§ **Task item**
Starting with the first line of the data that follows, transcribe every line verbatim until the line containing "of a submittal." has been transcribed.

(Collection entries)

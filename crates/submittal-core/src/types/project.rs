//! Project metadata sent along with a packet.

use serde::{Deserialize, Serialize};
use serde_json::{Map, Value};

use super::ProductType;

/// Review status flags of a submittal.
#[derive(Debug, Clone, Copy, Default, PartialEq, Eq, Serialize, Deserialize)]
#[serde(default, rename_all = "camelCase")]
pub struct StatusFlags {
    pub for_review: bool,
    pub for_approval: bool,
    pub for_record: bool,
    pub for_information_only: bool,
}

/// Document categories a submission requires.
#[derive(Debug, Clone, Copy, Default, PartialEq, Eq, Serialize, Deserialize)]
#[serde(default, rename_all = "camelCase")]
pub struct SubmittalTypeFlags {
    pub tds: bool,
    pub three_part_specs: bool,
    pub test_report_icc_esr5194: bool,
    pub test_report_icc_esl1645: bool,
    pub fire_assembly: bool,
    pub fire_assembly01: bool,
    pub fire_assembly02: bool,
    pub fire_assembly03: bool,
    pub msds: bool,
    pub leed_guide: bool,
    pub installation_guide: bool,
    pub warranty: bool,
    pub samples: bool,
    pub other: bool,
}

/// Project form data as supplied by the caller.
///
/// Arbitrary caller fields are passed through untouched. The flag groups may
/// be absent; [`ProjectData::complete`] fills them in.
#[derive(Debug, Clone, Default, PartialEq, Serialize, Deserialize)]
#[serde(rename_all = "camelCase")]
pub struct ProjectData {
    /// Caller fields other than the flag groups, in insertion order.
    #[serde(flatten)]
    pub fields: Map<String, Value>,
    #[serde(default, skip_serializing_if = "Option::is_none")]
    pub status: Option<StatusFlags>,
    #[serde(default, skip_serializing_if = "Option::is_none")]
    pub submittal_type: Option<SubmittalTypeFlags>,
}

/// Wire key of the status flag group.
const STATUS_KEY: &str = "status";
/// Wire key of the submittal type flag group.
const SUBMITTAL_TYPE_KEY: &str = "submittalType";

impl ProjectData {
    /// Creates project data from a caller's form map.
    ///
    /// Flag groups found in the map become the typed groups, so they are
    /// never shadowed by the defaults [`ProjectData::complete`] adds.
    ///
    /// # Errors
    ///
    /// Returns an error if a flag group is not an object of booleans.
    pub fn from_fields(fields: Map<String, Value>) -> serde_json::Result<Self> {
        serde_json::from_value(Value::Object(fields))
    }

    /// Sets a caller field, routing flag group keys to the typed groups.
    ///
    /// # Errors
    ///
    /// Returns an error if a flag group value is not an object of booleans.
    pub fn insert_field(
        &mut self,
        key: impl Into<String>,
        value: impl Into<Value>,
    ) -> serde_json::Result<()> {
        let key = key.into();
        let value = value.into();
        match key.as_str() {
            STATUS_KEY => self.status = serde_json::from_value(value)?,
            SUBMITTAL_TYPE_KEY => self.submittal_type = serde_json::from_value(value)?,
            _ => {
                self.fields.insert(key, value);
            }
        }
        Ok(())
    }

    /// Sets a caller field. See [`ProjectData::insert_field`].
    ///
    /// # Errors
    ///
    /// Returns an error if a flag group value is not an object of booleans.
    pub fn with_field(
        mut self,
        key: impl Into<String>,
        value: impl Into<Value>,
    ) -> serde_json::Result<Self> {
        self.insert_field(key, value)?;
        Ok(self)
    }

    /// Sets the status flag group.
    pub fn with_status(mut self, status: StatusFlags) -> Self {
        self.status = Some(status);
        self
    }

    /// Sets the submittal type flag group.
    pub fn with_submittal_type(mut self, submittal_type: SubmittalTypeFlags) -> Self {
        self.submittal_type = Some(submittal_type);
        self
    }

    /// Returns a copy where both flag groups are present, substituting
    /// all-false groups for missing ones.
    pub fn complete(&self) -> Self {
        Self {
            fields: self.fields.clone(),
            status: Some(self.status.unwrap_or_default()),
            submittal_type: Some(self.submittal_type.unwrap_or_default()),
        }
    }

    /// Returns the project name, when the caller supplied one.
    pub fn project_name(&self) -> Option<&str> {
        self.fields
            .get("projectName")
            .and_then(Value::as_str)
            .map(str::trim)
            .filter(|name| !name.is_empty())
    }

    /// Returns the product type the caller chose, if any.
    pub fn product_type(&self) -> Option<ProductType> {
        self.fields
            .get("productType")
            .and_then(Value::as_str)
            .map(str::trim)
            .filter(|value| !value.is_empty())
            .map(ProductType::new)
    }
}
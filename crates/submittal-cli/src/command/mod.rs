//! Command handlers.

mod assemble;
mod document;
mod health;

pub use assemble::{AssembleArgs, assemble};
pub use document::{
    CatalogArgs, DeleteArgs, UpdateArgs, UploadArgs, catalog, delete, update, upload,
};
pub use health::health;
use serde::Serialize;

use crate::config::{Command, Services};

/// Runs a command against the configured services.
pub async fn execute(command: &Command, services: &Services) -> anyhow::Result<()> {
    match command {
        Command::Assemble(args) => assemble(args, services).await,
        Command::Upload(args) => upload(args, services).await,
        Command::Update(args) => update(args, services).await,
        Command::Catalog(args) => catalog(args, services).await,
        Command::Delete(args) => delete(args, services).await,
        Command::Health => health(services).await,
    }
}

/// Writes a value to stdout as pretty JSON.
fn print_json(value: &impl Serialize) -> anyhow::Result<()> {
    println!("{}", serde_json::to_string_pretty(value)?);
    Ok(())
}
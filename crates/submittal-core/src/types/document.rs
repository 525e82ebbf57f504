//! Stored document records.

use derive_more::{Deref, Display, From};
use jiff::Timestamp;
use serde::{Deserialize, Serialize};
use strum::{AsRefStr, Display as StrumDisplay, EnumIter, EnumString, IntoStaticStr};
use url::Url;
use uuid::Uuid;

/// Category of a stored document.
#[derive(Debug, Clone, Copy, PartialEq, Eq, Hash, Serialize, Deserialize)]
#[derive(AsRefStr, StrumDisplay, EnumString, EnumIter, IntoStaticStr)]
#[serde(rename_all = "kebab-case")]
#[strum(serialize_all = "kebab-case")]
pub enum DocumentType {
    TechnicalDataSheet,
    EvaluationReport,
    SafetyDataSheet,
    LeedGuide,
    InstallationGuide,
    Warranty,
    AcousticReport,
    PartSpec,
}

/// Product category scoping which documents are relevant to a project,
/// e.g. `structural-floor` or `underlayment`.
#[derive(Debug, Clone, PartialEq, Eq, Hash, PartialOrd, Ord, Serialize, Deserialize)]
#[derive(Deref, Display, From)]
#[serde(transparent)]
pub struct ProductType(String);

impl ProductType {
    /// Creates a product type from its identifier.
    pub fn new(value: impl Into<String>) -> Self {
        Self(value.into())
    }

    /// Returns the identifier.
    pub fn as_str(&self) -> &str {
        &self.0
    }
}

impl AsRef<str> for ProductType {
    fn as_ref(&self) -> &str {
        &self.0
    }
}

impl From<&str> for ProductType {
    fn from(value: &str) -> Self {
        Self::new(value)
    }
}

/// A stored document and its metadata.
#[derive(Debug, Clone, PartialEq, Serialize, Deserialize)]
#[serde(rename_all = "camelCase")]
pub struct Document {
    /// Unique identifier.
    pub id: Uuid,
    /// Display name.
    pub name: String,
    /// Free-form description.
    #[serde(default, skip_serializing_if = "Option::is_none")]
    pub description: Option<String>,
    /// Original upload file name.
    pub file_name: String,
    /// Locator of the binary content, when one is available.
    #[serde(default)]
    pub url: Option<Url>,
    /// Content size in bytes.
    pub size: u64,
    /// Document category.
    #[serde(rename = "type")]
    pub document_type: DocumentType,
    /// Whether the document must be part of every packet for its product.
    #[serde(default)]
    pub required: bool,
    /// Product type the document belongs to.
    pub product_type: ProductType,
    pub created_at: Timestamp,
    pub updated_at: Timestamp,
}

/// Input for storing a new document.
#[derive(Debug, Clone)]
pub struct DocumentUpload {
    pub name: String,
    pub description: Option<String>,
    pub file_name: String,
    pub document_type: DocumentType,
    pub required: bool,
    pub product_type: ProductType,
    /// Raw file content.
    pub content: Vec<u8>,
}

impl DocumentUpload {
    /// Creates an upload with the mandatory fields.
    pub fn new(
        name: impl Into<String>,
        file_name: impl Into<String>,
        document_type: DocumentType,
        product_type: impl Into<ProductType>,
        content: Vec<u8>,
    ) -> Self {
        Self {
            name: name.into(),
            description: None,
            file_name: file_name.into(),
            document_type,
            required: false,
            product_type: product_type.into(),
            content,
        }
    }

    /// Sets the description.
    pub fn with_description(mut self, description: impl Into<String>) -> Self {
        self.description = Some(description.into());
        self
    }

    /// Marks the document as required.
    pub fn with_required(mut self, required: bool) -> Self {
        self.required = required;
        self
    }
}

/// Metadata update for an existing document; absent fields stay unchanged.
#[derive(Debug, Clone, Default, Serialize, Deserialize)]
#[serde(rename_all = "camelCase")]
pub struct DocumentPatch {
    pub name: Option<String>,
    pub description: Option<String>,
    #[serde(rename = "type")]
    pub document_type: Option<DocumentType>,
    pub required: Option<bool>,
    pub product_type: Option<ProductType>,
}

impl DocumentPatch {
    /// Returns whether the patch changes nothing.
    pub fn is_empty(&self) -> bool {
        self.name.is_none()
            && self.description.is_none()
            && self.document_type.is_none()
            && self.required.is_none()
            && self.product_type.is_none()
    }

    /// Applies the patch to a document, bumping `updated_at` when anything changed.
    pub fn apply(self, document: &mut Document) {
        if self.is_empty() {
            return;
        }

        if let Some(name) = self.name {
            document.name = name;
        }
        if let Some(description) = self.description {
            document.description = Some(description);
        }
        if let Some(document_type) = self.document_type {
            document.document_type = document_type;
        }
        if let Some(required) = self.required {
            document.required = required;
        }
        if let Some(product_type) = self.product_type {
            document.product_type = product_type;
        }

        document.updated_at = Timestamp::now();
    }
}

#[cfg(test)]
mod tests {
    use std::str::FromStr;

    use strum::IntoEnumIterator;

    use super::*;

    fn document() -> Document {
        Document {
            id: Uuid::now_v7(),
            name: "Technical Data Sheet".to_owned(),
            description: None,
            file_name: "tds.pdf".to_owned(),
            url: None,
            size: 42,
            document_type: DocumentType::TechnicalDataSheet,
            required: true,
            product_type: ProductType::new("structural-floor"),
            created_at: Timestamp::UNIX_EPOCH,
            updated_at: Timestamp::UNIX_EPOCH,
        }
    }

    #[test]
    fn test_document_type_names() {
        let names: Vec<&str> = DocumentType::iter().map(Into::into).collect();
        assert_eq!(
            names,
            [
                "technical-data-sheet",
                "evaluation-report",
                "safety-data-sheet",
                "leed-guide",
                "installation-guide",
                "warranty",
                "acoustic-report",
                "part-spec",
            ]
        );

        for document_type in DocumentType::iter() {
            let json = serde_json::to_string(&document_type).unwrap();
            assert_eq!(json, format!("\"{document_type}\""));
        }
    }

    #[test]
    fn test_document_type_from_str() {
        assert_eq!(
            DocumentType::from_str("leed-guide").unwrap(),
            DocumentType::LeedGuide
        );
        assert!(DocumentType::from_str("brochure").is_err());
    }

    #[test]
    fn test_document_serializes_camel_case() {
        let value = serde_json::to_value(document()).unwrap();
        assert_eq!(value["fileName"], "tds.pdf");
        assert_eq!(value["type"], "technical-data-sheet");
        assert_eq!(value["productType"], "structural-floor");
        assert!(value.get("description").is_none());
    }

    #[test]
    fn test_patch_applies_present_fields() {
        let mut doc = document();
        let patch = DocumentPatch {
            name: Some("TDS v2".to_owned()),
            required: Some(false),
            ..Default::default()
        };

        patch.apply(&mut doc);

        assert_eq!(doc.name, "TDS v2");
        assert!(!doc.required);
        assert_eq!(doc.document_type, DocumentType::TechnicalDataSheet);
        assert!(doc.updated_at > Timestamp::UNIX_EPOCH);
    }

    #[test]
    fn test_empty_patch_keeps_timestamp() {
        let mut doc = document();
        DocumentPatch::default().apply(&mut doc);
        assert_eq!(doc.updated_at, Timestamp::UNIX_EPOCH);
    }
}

§ **Answer area**
filename crates/submittal-core/src/types/project.rs
//! Project metadata sent along with a packet.

use serde::{Deserialize, Serialize};
use serde_json::{Map, Value};

use super::ProductType;

/// Review status flags of a submittal.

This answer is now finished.